若你是自殺者遺族的親朋好友,這段時間他們的內心既煎熬又充斥著各種聲音,而這些情緒波動也可能會影響到你,所以,請你優先照顧自己的身心,同時留意自己的內在感受。如此,當你有力氣和能量時,你才能給予自殺者遺族適切的支持與陪伴,像是:你能靜靜地聽他們說;允許他們感覺低潮,不急著要他們振作、好起來;協助他們維持正常的生活作息,好好吃飯、睡覺、維持運動等。因為你,自殺者遺族可能感受到這些事是可以談的,不需要讓它默默過去或覺得丟臉。

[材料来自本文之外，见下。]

//! Headless backend: an in-memory screen fed by a script of key presses.
//!
//! Used by the tests and by callers that want to render a scene without a
//! TTY (snapshots, benchmarks).

use super::backend::Backend;
use crate::buffer::{Buffer, Cell};
use crate::error::{Error, Result};
use crate::input::Key;
use std::collections::VecDeque;

/// An off-screen terminal.
#[derive(Debug, Clone)]
pub struct HeadlessBackend {
    /// Frame being drawn.
    next: Buffer,
    /// Last flushed frame.
    screen: Buffer,
    keys: VecDeque<Key>,
    cursor: Option<(u16, u16)>,
    flushes: usize,
}

impl HeadlessBackend {
    /// Create a screen of `width` x `height` cells.
    ///
    /// # Panics
    /// Panics if width or height is 0.
    pub fn new(width: u16, height: u16) -> Self {
        Self {
            next: Buffer::new(width, height),
            screen: Buffer::new(width, height),
            keys: VecDeque::new(),
            cursor: None,
            flushes: 0,
        }
    }

    /// Queue key presses for [`read_key`](Backend::read_key) (builder pattern).
    #[must_use]
    pub fn with_keys<I>(mut self, keys: I) -> Self
    where
        I: IntoIterator,
        I::Item: Into<Key>,
    {
        self.push_keys(keys);
        self
    }

    /// Queue more key presses.
    pub fn push_keys<I>(&mut self, keys: I)
    where
        I: IntoIterator,
        I::Item: Into<Key>,
    {
        self.keys.extend(keys.into_iter().map(Into::into));
    }

    /// Queue the characters of `text` as key presses.
    pub fn type_text(&mut self, text: &str) {
        self.keys.extend(text.chars().map(Key::char));
    }

    /// The last flushed frame.
    pub const fn screen(&self) -> &Buffer {
        &self.screen
    }

    /// Row `y` of the last flushed frame as text.
    pub fn row(&self, y: u16) -> String {
        self.screen.row_text(y).unwrap_or_default()
    }

    /// Cursor position as of the last `set_cursor`.
    pub const fn cursor(&self) -> Option<(u16, u16)> {
        self.cursor
    }

    /// How many frames have been flushed.
    pub const fn flushes(&self) -> usize {
        self.flushes
    }

    /// Change the screen size, keeping content where it still fits.
    pub fn resize(&mut self, width: u16, height: u16) {
        self.next.resize(width, height);
        self.screen.resize(width, height);
    }

    /// Key presses not consumed yet.
    pub fn pending_keys(&self) -> usize {
        self.keys.len()
    }
}

impl Backend for HeadlessBackend {
    fn size(&self) -> (u16, u16) {
        (self.next.width(), self.next.height())
    }

    fn clear(&mut self) {
        self.next.clear();
    }

    fn draw(&mut self, x: u16, y: u16, cell: Cell) -> Result<()> {
        self.next.put(x, y, cell).map(|_| ())
    }

    fn set_cursor(&mut self, position: Option<(u16, u16)>) {
        self.cursor = position;
    }

    fn flush(&mut self) -> Result<()> {
        self.screen.copy_from(&self.next);
        self.flushes += 1;
        Ok(())
    }

    fn read_key(&mut self) -> Result<Key> {
        self.keys.pop_front().ok_or(Error::InputClosed)
    }
}
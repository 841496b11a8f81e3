//! Buffer module: the screen grid the backends draw into.
//!
//! This module contains:
//! - [`Cell`]: one character with colors and attributes
//! - [`Buffer`]: A grid of cells representing the terminal screen
//! - [`Color`] / [`Rgb`]: palette and true-color representation
//! - [`Attributes`]: Text style bitflags
//! - [`diff`]: Diffing engine for generating minimal ANSI sequences

mod cell;
#[allow(clippy::module_inception)]
mod buffer;
pub mod diff;

pub use cell::{Attributes, Cell, Color, Rgb};
pub use buffer::Buffer;
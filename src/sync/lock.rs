use crate::error::SyncError;
use crate::sync::monitor::Monitor;

use std::time::Duration;

/// A non-reentrant lock that any caller may release.
#[derive(Debug)]
pub(crate) struct LocalLock {
  locked: Monitor<bool>,
}

impl LocalLock {
  pub(crate) fn new() -> Self {
    Self {
      locked: Monitor::new(false),
    }
  }

  pub(crate) async fn acquire(&self, timeout: Option<Duration>) -> bool {
    self
      .locked
      .wait_until(timeout, |locked| {
        if *locked {
          None
        } else {
          *locked = true;
          Some(())
        }
      })
      .await
      .is_some()
  }

  pub(crate) fn release(&self) -> Result<(), SyncError> {
    self.locked.update(|locked| {
      if *locked {
        *locked = false;
        Ok(())
      } else {
        Err(SyncError::ReleaseUnlocked)
      }
    })
  }

  pub(crate) fn locked(&self) -> bool {
    self.locked.read(|locked| *locked)
  }
}

#[derive(Debug, Default)]
struct RLockState {
  owner: Option<u64>,
  depth: usize,
}

/// A lock the owner may take repeatedly; it must release it as many times.
#[derive(Debug)]
pub(crate) struct LocalRLock {
  state: Monitor<RLockState>,
}

impl LocalRLock {
  pub(crate) fn new() -> Self {
    Self {
      state: Monitor::new(RLockState::default()),
    }
  }

  pub(crate) async fn acquire(&self, owner: u64, timeout: Option<Duration>) -> bool {
    self
      .state
      .wait_until(timeout, |state| match state.owner {
        None => {
          state.owner = Some(owner);
          state.depth = 1;
          Some(())
        }
        Some(current) if current == owner => {
          state.depth += 1;
          Some(())
        }
        Some(_) => None,
      })
      .await
      .is_some()
  }

  pub(crate) fn release(&self, owner: u64) -> Result<(), SyncError> {
    self.state.update(|state| {
      if state.owner != Some(owner) {
        return Err(SyncError::NotOwned);
      }
      state.depth -= 1;
      if state.depth == 0 {
        state.owner = None;
      }
      Ok(())
    })
  }

  pub(crate) fn is_owned(&self, owner: u64) -> bool {
    self.state.read(|state| state.owner == Some(owner))
  }

  /// Drops every level of ownership at once, returning the depth to restore.
  pub(crate) fn release_all(&self, owner: u64) -> Result<usize, SyncError> {
    self.state.update(|state| {
      if state.owner != Some(owner) {
        return Err(SyncError::NotOwned);
      }
      let depth = state.depth;
      state.owner = None;
      state.depth = 0;
      Ok(depth)
    })
  }

  pub(crate) async fn acquire_restore(&self, owner: u64, depth: usize) {
    self
      .state
      .wait_until(None, |state| {
        if state.owner.is_some() {
          return None;
        }
        state.owner = Some(owner);
        state.depth = depth;
        Some(())
      })
      .await;
  }
}

#[cfg(test)]
mod tests {
  use super::*;
  use std::sync::Arc;

  #[tokio::test]
  async fn lock_blocks_second_acquire_until_release() {
    let lock = Arc::new(LocalLock::new());
    assert!(lock.acquire(None).await);
    assert!(!lock.acquire(Some(Duration::from_millis(20))).await);

    let waiter = {
      let lock = lock.clone();
      tokio::spawn(async move { lock.acquire(Some(Duration::from_secs(3))).await })
    };
    tokio::time::sleep(Duration::from_millis(20)).await;
    lock.release().unwrap();
    assert!(waiter.await.unwrap());
    assert!(lock.locked());
  }

  #[test]
  fn releasing_unlocked_lock_fails() {
    let lock = LocalLock::new();
    assert_eq!(lock.release(), Err(SyncError::ReleaseUnlocked));
  }

  #[tokio::test]
  async fn rlock_is_reentrant_for_owner_only() {
    let rlock = LocalRLock::new();
    assert!(rlock.acquire(1, None).await);
    assert!(rlock.acquire(1, Some(Duration::ZERO)).await);
    assert!(!rlock.acquire(2, Some(Duration::from_millis(10))).await);
    assert_eq!(rlock.release(2), Err(SyncError::NotOwned));

    rlock.release(1).unwrap();
    assert!(rlock.is_owned(1));
    rlock.release(1).unwrap();
    assert!(!rlock.is_owned(1));
    assert!(rlock.acquire(2, Some(Duration::ZERO)).await);
  }

  #[tokio::test]
  async fn rlock_release_all_and_restore() {
    let rlock = LocalRLock::new();
    rlock.acquire(5, None).await;
    rlock.acquire(5, None).await;
    assert_eq!(rlock.release_all(5), Ok(2));
    assert!(!rlock.is_owned(5));
    rlock.acquire_restore(5, 2).await;
    rlock.release(5).unwrap();
    rlock.release(5).unwrap();
    assert_eq!(rlock.release(5), Err(SyncError::NotOwned));
  }
}
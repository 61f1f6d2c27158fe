//! Identity of the caller for reentrant locks.
//!
//! Inside a pool task the owner is the task id, which the pool hands to worker
//! processes along with the job, so it is unique across every process of a
//! pool. Outside a pool task the current OS thread is the owner.

use std::future::Future;
use std::sync::atomic::{AtomicU64, Ordering};

lazy_static::lazy_static! {
  static ref NEXT_THREAD_TOKEN: AtomicU64 = AtomicU64::new(1);
}

const THREAD_TOKEN_FLAG: u64 = 1 << 63;

tokio::task_local! {
  static TASK_OWNER: u64;
}

thread_local! {
  static THREAD_TOKEN: u64 = {
    let pid = u64::from(std::process::id()) & 0x7fff_ffff;
    let seq = NEXT_THREAD_TOKEN.fetch_add(1, Ordering::Relaxed) & 0xffff_ffff;
    THREAD_TOKEN_FLAG | (pid << 32) | seq
  };
}

pub(crate) fn current_owner() -> u64 {
  TASK_OWNER
    .try_with(|id| *id)
    .unwrap_or_else(|_| THREAD_TOKEN.with(|token| *token))
}

/// Runs `fut` with `task_id` as the lock owner identity.
pub(crate) async fn scope_owner<F: Future>(task_id: u64, fut: F) -> F::Output {
  TASK_OWNER.scope(task_id, fut).await
}
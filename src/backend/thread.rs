use super::Runner;
use crate::error::PoolError;
use crate::task::{Job, TaskFuture};

use std::sync::Arc;

use futures::future::BoxFuture;

/// Runs jobs as Tokio tasks on the pool's runtime, sharing this process's
/// memory.
#[derive(Debug, Default)]
pub(crate) struct ThreadRunner;

impl Runner for ThreadRunner {
  type Item = Box<dyn Job>;

  fn accept(&self, job: Box<dyn Job>) -> Result<Self::Item, PoolError> {
    Ok(job)
  }

  fn task_id(item: &Self::Item) -> u64 {
    item.task_id()
  }

  fn run(self: Arc<Self>, item: Self::Item) -> TaskFuture<()> {
    item.run_local()
  }

  fn close(&self) -> BoxFuture<'_, ()> {
    Box::pin(async {})
  }
}
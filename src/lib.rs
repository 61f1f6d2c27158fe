//! A Tokio-based task pool that runs work on worker threads or on worker
//! processes, optionally bounding how much work is in flight, together with
//! a factory of synchronization primitives that work across the same
//! execution domain as the pool's workers.
//!
//! Programs using the process domain must call [`bootstrap`] at the top of
//! `main` so that the executable can act as a worker or manager process.

mod backend;
mod child;
mod config;
mod domain;
mod error;
mod gate;
mod handle;
mod ipc;
mod manager;
mod pool;
mod sync;
mod task;
mod variable;

pub use child::bootstrap;
pub use config::TaskPoolConfig;
pub use domain::ExecutionDomain;
pub use error::{PoolError, SyncError, TaskError};
pub use handle::{TaskCompletionStatus, TaskHandle};
pub use pool::{PoolState, TaskPool};
pub use sync::{BarrierStatus, QueueStatus, TypeCode};
pub use task::{Task, TaskFuture, TaskRegistry, TaskResult};
pub use variable::{
  Barrier, BoundedSemaphore, Condition, ConditionBase, Event, Lock, Namespace, Provision, Queue, RLock, Semaphore,
  SharedArray, SharedDict, SharedList, SharedValue, VariableFactory, VariableKind,
};
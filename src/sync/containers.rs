use crate::error::SyncError;

use std::collections::HashMap;

use parking_lot::Mutex;

/// A string-keyed map shared by reference.
#[derive(Debug, Default)]
pub(crate) struct LocalDict<V> {
  entries: Mutex<HashMap<String, V>>,
}

impl<V: Clone> LocalDict<V> {
  pub(crate) fn new(initial: HashMap<String, V>) -> Self {
    Self {
      entries: Mutex::new(initial),
    }
  }

  pub(crate) fn get(&self, key: &str) -> Option<V> {
    self.entries.lock().get(key).cloned()
  }

  pub(crate) fn insert(&self, key: String, value: V) -> Option<V> {
    self.entries.lock().insert(key, value)
  }

  pub(crate) fn remove(&self, key: &str) -> Option<V> {
    self.entries.lock().remove(key)
  }

  pub(crate) fn contains_key(&self, key: &str) -> bool {
    self.entries.lock().contains_key(key)
  }

  pub(crate) fn len(&self) -> usize {
    self.entries.lock().len()
  }

  pub(crate) fn snapshot(&self) -> HashMap<String, V> {
    self.entries.lock().clone()
  }
}

/// A growable sequence shared by reference.
#[derive(Debug, Default)]
pub(crate) struct LocalList<T> {
  items: Mutex<Vec<T>>,
}

impl<T: Clone> LocalList<T> {
  pub(crate) fn new(initial: Vec<T>) -> Self {
    Self {
      items: Mutex::new(initial),
    }
  }

  pub(crate) fn push(&self, item: T) {
    self.items.lock().push(item);
  }

  pub(crate) fn pop(&self) -> Option<T> {
    self.items.lock().pop()
  }

  pub(crate) fn get(&self, index: usize) -> Result<T, SyncError> {
    let items = self.items.lock();
    items.get(index).cloned().ok_or(SyncError::IndexOutOfRange {
      index,
      len: items.len(),
    })
  }

  pub(crate) fn set(&self, index: usize, item: T) -> Result<(), SyncError> {
    let mut items = self.items.lock();
    let len = items.len();
    match items.get_mut(index) {
      Some(slot) => {
        *slot = item;
        Ok(())
      }
      None => Err(SyncError::IndexOutOfRange { index, len }),
    }
  }

  pub(crate) fn len(&self) -> usize {
    self.items.lock().len()
  }

  pub(crate) fn snapshot(&self) -> Vec<T> {
    self.items.lock().clone()
  }
}

#[cfg(test)]
mod tests {
  use super::*;

  #[test]
  fn dict_keeps_initial_entries() {
    let dict = LocalDict::new(HashMap::from([("a".to_string(), 1)]));
    dict.insert("b".to_string(), 2);
    assert_eq!(dict.get("a"), Some(1));
    assert_eq!(dict.get("b"), Some(2));
    assert_eq!(dict.len(), 2);
    assert_eq!(dict.remove("a"), Some(1));
    assert!(!dict.contains_key("a"));
  }

  #[test]
  fn list_indexing_is_checked() {
    let list = LocalList::new(vec![1]);
    list.push(2);
    assert_eq!(list.get(1), Ok(2));
    assert_eq!(list.get(2), Err(SyncError::IndexOutOfRange { index: 2, len: 2 }));
    assert_eq!(list.set(5, 0), Err(SyncError::IndexOutOfRange { index: 5, len: 2 }));
    assert_eq!(list.pop(), Some(2));
    assert_eq!(list.snapshot(), vec![1]);
  }
}
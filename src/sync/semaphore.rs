use crate::error::SyncError;
use crate::sync::monitor::Monitor;

use std::time::Duration;

/// A counting semaphore; when `bound` is set, releases past the initial
/// value fail with [`SyncError::OverRelease`].
#[derive(Debug)]
pub(crate) struct LocalSemaphore {
  value: Monitor<usize>,
  bound: Option<usize>,
}

impl LocalSemaphore {
  pub(crate) fn new(value: usize) -> Self {
    Self {
      value: Monitor::new(value),
      bound: None,
    }
  }

  pub(crate) fn bounded(value: usize) -> Self {
    Self {
      value: Monitor::new(value),
      bound: Some(value),
    }
  }

  pub(crate) async fn acquire(&self, timeout: Option<Duration>) -> bool {
    self
      .value
      .wait_until(timeout, |value| {
        if *value == 0 {
          None
        } else {
          *value -= 1;
          Some(())
        }
      })
      .await
      .is_some()
  }

  pub(crate) fn release(&self, n: usize) -> Result<(), SyncError> {
    let bound = self.bound;
    self.value.update(|value| {
      let next = value.saturating_add(n);
      if bound.is_some_and(|bound| next > bound) {
        return Err(SyncError::OverRelease);
      }
      *value = next;
      Ok(())
    })
  }

  pub(crate) fn value(&self) -> usize {
    self.value.read(|value| *value)
  }
}
use std::time::Duration;

use parking_lot::{Mutex, MutexGuard};
use tokio::sync::Notify;
use tokio::time::Instant;

/// Shared state plus a change signal.
///
/// Every primitive in this crate is a small state machine guarded by one of
/// these: mutations go through [`Monitor::update`], and waiters retry their
/// transition in [`Monitor::wait_until`] each time the state changes.
#[derive(Debug)]
pub(crate) struct Monitor<S> {
  state: Mutex<S>,
  changed: Notify,
}

impl<S> Monitor<S> {
  pub(crate) fn new(state: S) -> Self {
    Self {
      state: Mutex::new(state),
      changed: Notify::new(),
    }
  }

  pub(crate) fn read<R>(&self, f: impl FnOnce(&S) -> R) -> R {
    let guard: MutexGuard<'_, S> = self.state.lock();
    f(&guard)
  }

  /// Mutates the state and wakes every waiter so it can re-check.
  pub(crate) fn update<R>(&self, f: impl FnOnce(&mut S) -> R) -> R {
    let outcome = {
      let mut guard = self.state.lock();
      f(&mut guard)
    };
    self.changed.notify_waiters();
    outcome
  }

  /// Retries `attempt` until it yields `Some`, or returns `None` once
  /// `timeout` has elapsed. `None` as timeout waits forever.
  pub(crate) async fn wait_until<R>(
    &self,
    timeout: Option<Duration>,
    mut attempt: impl FnMut(&mut S) -> Option<R>,
  ) -> Option<R> {
    let deadline = timeout.map(|t| Instant::now() + t);
    loop {
      // Register interest before looking at the state so a change that lands
      // between the check and the await is not lost.
      let notified = self.changed.notified();
      tokio::pin!(notified);
      notified.as_mut().enable();

      let outcome = {
        let mut guard = self.state.lock();
        attempt(&mut guard)
      };
      if outcome.is_some() {
        self.changed.notify_waiters();
        return outcome;
      }

      match deadline {
        Some(deadline) => {
          if tokio::time::timeout_at(deadline, notified).await.is_err() {
            return None;
          }
        }
        None => notified.await,
      }
    }
  }
}
use crate::error::PoolError;

use std::fmt;
use std::panic::AssertUnwindSafe;
use std::sync::Arc;

use parking_lot::Mutex;
use tokio::sync::Notify;

/// How a task ended, as seen by completion callbacks.
#[derive(Debug, Clone, PartialEq, Eq)]
pub enum TaskCompletionStatus {
  Success,
  Failed,
  Panicked,
  PoolErrorOccurred,
}

impl<R> From<&Result<R, PoolError>> for TaskCompletionStatus {
  fn from(result: &Result<R, PoolError>) -> Self {
    match result {
      Ok(_) => TaskCompletionStatus::Success,
      Err(PoolError::TaskFailed(_)) => TaskCompletionStatus::Failed,
      Err(PoolError::TaskPanicked) => TaskCompletionStatus::Panicked,
      Err(_) => TaskCompletionStatus::PoolErrorOccurred,
    }
  }
}

pub(crate) type DoneCallback = Box<dyn FnOnce(&TaskCompletionStatus) + Send + 'static>;

enum Slot<R> {
  Pending(Vec<DoneCallback>),
  Done {
    status: TaskCompletionStatus,
    outcome: Option<Result<R, PoolError>>,
  },
}

/// The state shared between a running task and its handle.
pub(crate) struct Completion<R> {
  slot: Mutex<Slot<R>>,
  done: Notify,
}

impl<R> Completion<R> {
  fn new() -> Self {
    Self {
      slot: Mutex::new(Slot::Pending(Vec::new())),
      done: Notify::new(),
    }
  }

  fn complete(&self, task_id: u64, outcome: Result<R, PoolError>) {
    let status = TaskCompletionStatus::from(&outcome);
    let callbacks = {
      let mut slot = self.slot.lock();
      let done = Slot::Done {
        status: status.clone(),
        outcome: Some(outcome),
      };
      match std::mem::replace(&mut *slot, done) {
        Slot::Pending(callbacks) => callbacks,
        first @ Slot::Done { .. } => {
          // Only the first outcome counts.
          *slot = first;
          return;
        }
      }
    };

    for callback in callbacks {
      run_callback(task_id, callback, &status);
    }
    self.done.notify_waiters();
  }

  fn add_callback(&self, task_id: u64, callback: DoneCallback) {
    let status = {
      let mut slot = self.slot.lock();
      match &mut *slot {
        Slot::Pending(callbacks) => {
          callbacks.push(callback);
          return;
        }
        Slot::Done { status, .. } => status.clone(),
      }
    };
    run_callback(task_id, callback, &status);
  }

  fn is_done(&self) -> bool {
    matches!(*self.slot.lock(), Slot::Done { .. })
  }

  async fn wait(&self) {
    loop {
      let notified = self.done.notified();
      tokio::pin!(notified);
      notified.as_mut().enable();
      if self.is_done() {
        return;
      }
      notified.await;
    }
  }
}

fn run_callback(task_id: u64, callback: DoneCallback, status: &TaskCompletionStatus) {
  let result = std::panic::catch_unwind(AssertUnwindSafe(|| callback(status)));
  if result.is_err() {
    tracing::error!(%task_id, "A completion callback panicked.");
  }
}

/// The executing side of a task's completion. Dropping it without an outcome
/// resolves the handle with [`PoolError::ResultChannelError`], so callbacks
/// always run.
pub(crate) struct Completer<R> {
  task_id: u64,
  completion: Option<Arc<Completion<R>>>,
}

impl<R> Completer<R> {
  pub(crate) fn complete(mut self, outcome: Result<R, PoolError>) {
    if let Some(completion) = self.completion.take() {
      completion.complete(self.task_id, outcome);
    }
  }

  pub(crate) fn add_done_callback(&self, callback: DoneCallback) {
    match &self.completion {
      Some(completion) => completion.add_callback(self.task_id, callback),
      None => callback(&TaskCompletionStatus::PoolErrorOccurred),
    }
  }
}

impl<R> Drop for Completer<R> {
  fn drop(&mut self) {
    if let Some(completion) = self.completion.take() {
      tracing::warn!(task_id = %self.task_id, "Task dropped before producing an outcome.");
      completion.complete(
        self.task_id,
        Err(PoolError::ResultChannelError(format!(
          "task (id: {}) was dropped before it completed",
          self.task_id
        ))),
      );
    }
  }
}

pub(crate) fn completion_pair<R: Send + 'static>(task_id: u64) -> (Completer<R>, TaskHandle<R>) {
  let completion = Arc::new(Completion::new());
  (
    Completer {
      task_id,
      completion: Some(completion.clone()),
    },
    TaskHandle { task_id, completion },
  )
}

/// A handle to a task submitted to a [`TaskPool`](crate::TaskPool).
///
/// The pool keeps no reference to it; failures of the task are reported here
/// and nowhere else.
pub struct TaskHandle<R: Send + 'static> {
  pub(crate) task_id: u64,
  pub(crate) completion: Arc<Completion<R>>,
}

impl<R: Send + 'static> fmt::Debug for TaskHandle<R> {
  fn fmt(&self, f: &mut fmt::Formatter<'_>) -> fmt::Result {
    f.debug_struct("TaskHandle")
      .field("task_id", &self.task_id)
      .field("done", &self.completion.is_done())
      .finish()
  }
}

impl<R: Send + 'static> TaskHandle<R> {
  /// Returns the unique ID of this task.
  pub fn id(&self) -> u64 {
    self.task_id
  }

  pub fn is_done(&self) -> bool {
    self.completion.is_done()
  }

  /// Registers `callback` to run once the task finishes. Runs it right away
  /// if the task already has.
  pub fn add_done_callback(&self, callback: impl FnOnce(&TaskCompletionStatus) + Send + 'static) {
    self.completion.add_callback(self.task_id, Box::new(callback));
  }

  /// Waits for the task to finish without taking its result.
  pub async fn wait(&self) {
    self.completion.wait().await;
  }

  /// Waits for the task and returns its error, if it failed.
  pub async fn exception(&self) -> Option<PoolError> {
    self.completion.wait().await;
    match &*self.completion.slot.lock() {
      Slot::Done {
        outcome: Some(Err(e)), ..
      } => Some(e.clone()),
      _ => None,
    }
  }

  /// Awaits the completion of the task and returns its result.
  ///
  /// # Errors
  /// Returns `PoolError::TaskFailed` if the task returned an error.
  /// Returns `PoolError::TaskPanicked` if the task panicked during execution.
  /// Returns `PoolError::WorkerLost` if its worker process died mid-task.
  /// Returns `PoolError::ResultUnavailable` if the result was already taken.
  pub async fn await_result(self) -> Result<R, PoolError> {
    self.completion.wait().await;
    match &mut *self.completion.slot.lock() {
      Slot::Done { outcome, .. } => outcome.take().unwrap_or(Err(PoolError::ResultUnavailable)),
      Slot::Pending(_) => Err(PoolError::ResultUnavailable),
    }
  }
}
use crate::error::SyncError;
use crate::sync::lock::{LocalLock, LocalRLock};
use crate::sync::monitor::Monitor;

use std::collections::{HashSet, VecDeque};
use std::sync::Arc;
use std::time::Duration;

/// The lock underneath a condition variable.
#[derive(Debug, Clone)]
pub(crate) enum ConditionLock {
  Plain(Arc<LocalLock>),
  Reentrant(Arc<LocalRLock>),
}

enum Saved {
  Plain,
  Reentrant(usize),
}

#[derive(Debug, Default)]
struct Waiters {
  next_ticket: u64,
  queued: VecDeque<u64>,
  woken: HashSet<u64>,
}

#[derive(Debug)]
pub(crate) struct LocalCondition {
  lock: ConditionLock,
  waiters: Monitor<Waiters>,
}

impl LocalCondition {
  pub(crate) fn new(lock: Option<ConditionLock>) -> Self {
    Self {
      lock: lock.unwrap_or_else(|| ConditionLock::Reentrant(Arc::new(LocalRLock::new()))),
      waiters: Monitor::new(Waiters::default()),
    }
  }

  pub(crate) async fn acquire(&self, owner: u64, timeout: Option<Duration>) -> bool {
    match &self.lock {
      ConditionLock::Plain(lock) => lock.acquire(timeout).await,
      ConditionLock::Reentrant(rlock) => rlock.acquire(owner, timeout).await,
    }
  }

  pub(crate) fn release(&self, owner: u64) -> Result<(), SyncError> {
    match &self.lock {
      ConditionLock::Plain(lock) => lock.release(),
      ConditionLock::Reentrant(rlock) => rlock.release(owner),
    }
  }

  fn is_owned(&self, owner: u64) -> bool {
    match &self.lock {
      // A plain lock has no owner; holding it is the best we can check.
      ConditionLock::Plain(lock) => lock.locked(),
      ConditionLock::Reentrant(rlock) => rlock.is_owned(owner),
    }
  }

  fn release_save(&self, owner: u64) -> Result<Saved, SyncError> {
    match &self.lock {
      ConditionLock::Plain(lock) => lock.release().map(|_| Saved::Plain),
      ConditionLock::Reentrant(rlock) => rlock.release_all(owner).map(Saved::Reentrant),
    }
  }

  async fn acquire_restore(&self, owner: u64, saved: Saved) {
    match (&self.lock, saved) {
      (ConditionLock::Reentrant(rlock), Saved::Reentrant(depth)) => rlock.acquire_restore(owner, depth).await,
      (ConditionLock::Plain(lock), _) => {
        lock.acquire(None).await;
      }
      (ConditionLock::Reentrant(rlock), Saved::Plain) => rlock.acquire_restore(owner, 1).await,
    }
  }

  /// Releases the lock, waits for a notification, and takes the lock back.
  /// Returns `false` when the timeout expired without a notification.
  pub(crate) async fn wait(&self, owner: u64, timeout: Option<Duration>) -> Result<bool, SyncError> {
    if !self.is_owned(owner) {
      return Err(SyncError::NotOwned);
    }
    let ticket = self.waiters.update(|w| {
      let ticket = w.next_ticket;
      w.next_ticket += 1;
      w.queued.push_back(ticket);
      ticket
    });
    let saved = match self.release_save(owner) {
      Ok(saved) => saved,
      Err(e) => {
        self.waiters.update(|w| w.queued.retain(|t| *t != ticket));
        return Err(e);
      }
    };

    let mut notified = self
      .waiters
      .wait_until(timeout, |w| w.woken.remove(&ticket).then_some(()))
      .await
      .is_some();
    if !notified {
      // A notify may have raced the timeout.
      notified = self.waiters.update(|w| {
        w.queued.retain(|t| *t != ticket);
        w.woken.remove(&ticket)
      });
    }

    self.acquire_restore(owner, saved).await;
    Ok(notified)
  }

  pub(crate) fn notify(&self, owner: u64, n: usize) -> Result<(), SyncError> {
    if !self.is_owned(owner) {
      return Err(SyncError::NotOwned);
    }
    self.waiters.update(|w| {
      for _ in 0..n {
        match w.queued.pop_front() {
          Some(ticket) => {
            w.woken.insert(ticket);
          }
          None => break,
        }
      }
    });
    Ok(())
  }

  pub(crate) fn notify_all(&self, owner: u64) -> Result<(), SyncError> {
    self.notify(owner, usize::MAX)
  }
}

最後還是要提醒,無論正在閱讀的你是自殺者遺族,或是自殺者遺族身旁的陪伴者,你們都可能正承受著未知、矛盾、高強度的情緒衝擊,所以,若有需要,請尋求心理專業相關資源協助,以幫忙你們更加安心、安穩、有方向地相互扶持,共度這段艱辛的人生路程。
林佳慧 Sunny 作者小檔案:
過去是公職輔導教師,現為荳點心理創辦人,從事心理諮商工作,受邀至企業、各級學校、職業工會、家庭教育中心等單位演講,擔任《康健雜誌》、《國立教育廣播電台》、《飛碟電台》等節目心理專家,出版《為什麼我們愛得如此不安》合著書。期盼為大眾建立心理健康知能,幫助更多人心靈探索與成長,過上親密又真實的豐盛生活!
自殺者遺族依然擁有走出來的希望
《own 一個人生活》很榮幸邀請到諮商心理師林佳慧 Sunny 為我們網站撰寫固定專欄「一個人科學」,「一個人科學」專欄將會以心理師的專業視角搭配溫暖的口吻替我們分享更多有趣的心理學小知識,讓讀者們都能以科學的角度更了解自己的內心狀況,並且擁抱最真實的自己。
本次 Sunny 跟讀者們一起探討自殺者遺族的議題。在事件之後,自殺者遺族所面臨的處境與壓力難以想像,不僅僅是事件所帶來的沉痛,也可能被自責、困頓所囚禁。我們想讓你知道的是,即使成了自殺者遺族,你依然擁有走出來的希望,也期望其身旁的陪伴者,能夠與自殺者遺族攜手一起走過每個時刻。